- [TASK TO COMPLETE]: Please return, word for word, the line containing "i /= self.tail.len();" and each line after it through the end of the data below, and nothing else.

[Saved entries]
****************************************
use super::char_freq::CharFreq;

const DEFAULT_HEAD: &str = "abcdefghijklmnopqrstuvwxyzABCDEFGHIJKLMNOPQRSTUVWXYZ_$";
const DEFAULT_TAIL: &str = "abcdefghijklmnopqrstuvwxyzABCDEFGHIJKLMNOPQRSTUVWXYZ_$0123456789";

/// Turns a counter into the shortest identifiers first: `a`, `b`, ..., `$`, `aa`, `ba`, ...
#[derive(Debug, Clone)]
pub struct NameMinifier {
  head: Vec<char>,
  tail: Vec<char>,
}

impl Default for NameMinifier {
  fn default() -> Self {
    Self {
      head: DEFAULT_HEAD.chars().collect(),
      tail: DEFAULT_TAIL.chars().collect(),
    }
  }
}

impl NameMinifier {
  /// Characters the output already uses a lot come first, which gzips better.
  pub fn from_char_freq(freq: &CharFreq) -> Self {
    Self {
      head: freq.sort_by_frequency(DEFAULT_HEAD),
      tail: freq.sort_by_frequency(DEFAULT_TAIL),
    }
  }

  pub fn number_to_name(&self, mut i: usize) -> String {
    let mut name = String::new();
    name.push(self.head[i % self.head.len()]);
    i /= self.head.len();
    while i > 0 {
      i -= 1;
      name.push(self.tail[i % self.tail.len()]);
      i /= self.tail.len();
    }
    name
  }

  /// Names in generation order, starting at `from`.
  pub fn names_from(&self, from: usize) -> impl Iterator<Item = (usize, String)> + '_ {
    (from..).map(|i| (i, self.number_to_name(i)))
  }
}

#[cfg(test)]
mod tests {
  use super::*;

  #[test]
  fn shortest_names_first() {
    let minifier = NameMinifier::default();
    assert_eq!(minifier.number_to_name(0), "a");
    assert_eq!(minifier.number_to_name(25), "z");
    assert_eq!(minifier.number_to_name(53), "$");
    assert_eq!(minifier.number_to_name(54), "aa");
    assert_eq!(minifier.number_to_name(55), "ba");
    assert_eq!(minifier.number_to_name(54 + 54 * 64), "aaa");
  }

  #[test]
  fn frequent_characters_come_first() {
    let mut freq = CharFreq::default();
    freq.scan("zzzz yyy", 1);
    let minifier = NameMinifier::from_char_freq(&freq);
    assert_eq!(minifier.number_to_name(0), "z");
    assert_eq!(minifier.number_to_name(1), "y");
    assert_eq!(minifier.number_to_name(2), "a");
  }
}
****************************************
- [RESULT OF THE TASK]:
      i /= self.tail.len();
    }
    name
  }

  /// Names in generation order, starting at `from`.
  pub fn names_from(&self, from: usize) -> impl Iterator<Item = (usize, String)> + '_ {
    (from..).map(|i| (i, self.number_to_name(i)))
  }
}

#[cfg(test)]
mod tests {
  use super::*;

  #[test]
  fn shortest_names_first() {
    let minifier = NameMinifier::default();
    assert_eq!(minifier.number_to_name(0), "a");
    assert_eq!(minifier.number_to_name(25), "z");
    assert_eq!(minifier.number_to_name(53), "$");
    assert_eq!(minifier.number_to_name(54), "aa");
    assert_eq!(minifier.number_to_name(55), "ba");
    assert_eq!(minifier.number_to_name(54 + 54 * 64), "aaa");
  }

  #[test]
  fn frequent_characters_come_first() {
    let mut freq = CharFreq::default();
    freq.scan("zzzz yyy", 1);
    let minifier = NameMinifier::from_char_freq(&freq);
    assert_eq!(minifier.number_to_name(0), "z");
    assert_eq!(minifier.number_to_name(1), "y");
    assert_eq!(minifier.number_to_name(2), "a");
  }
}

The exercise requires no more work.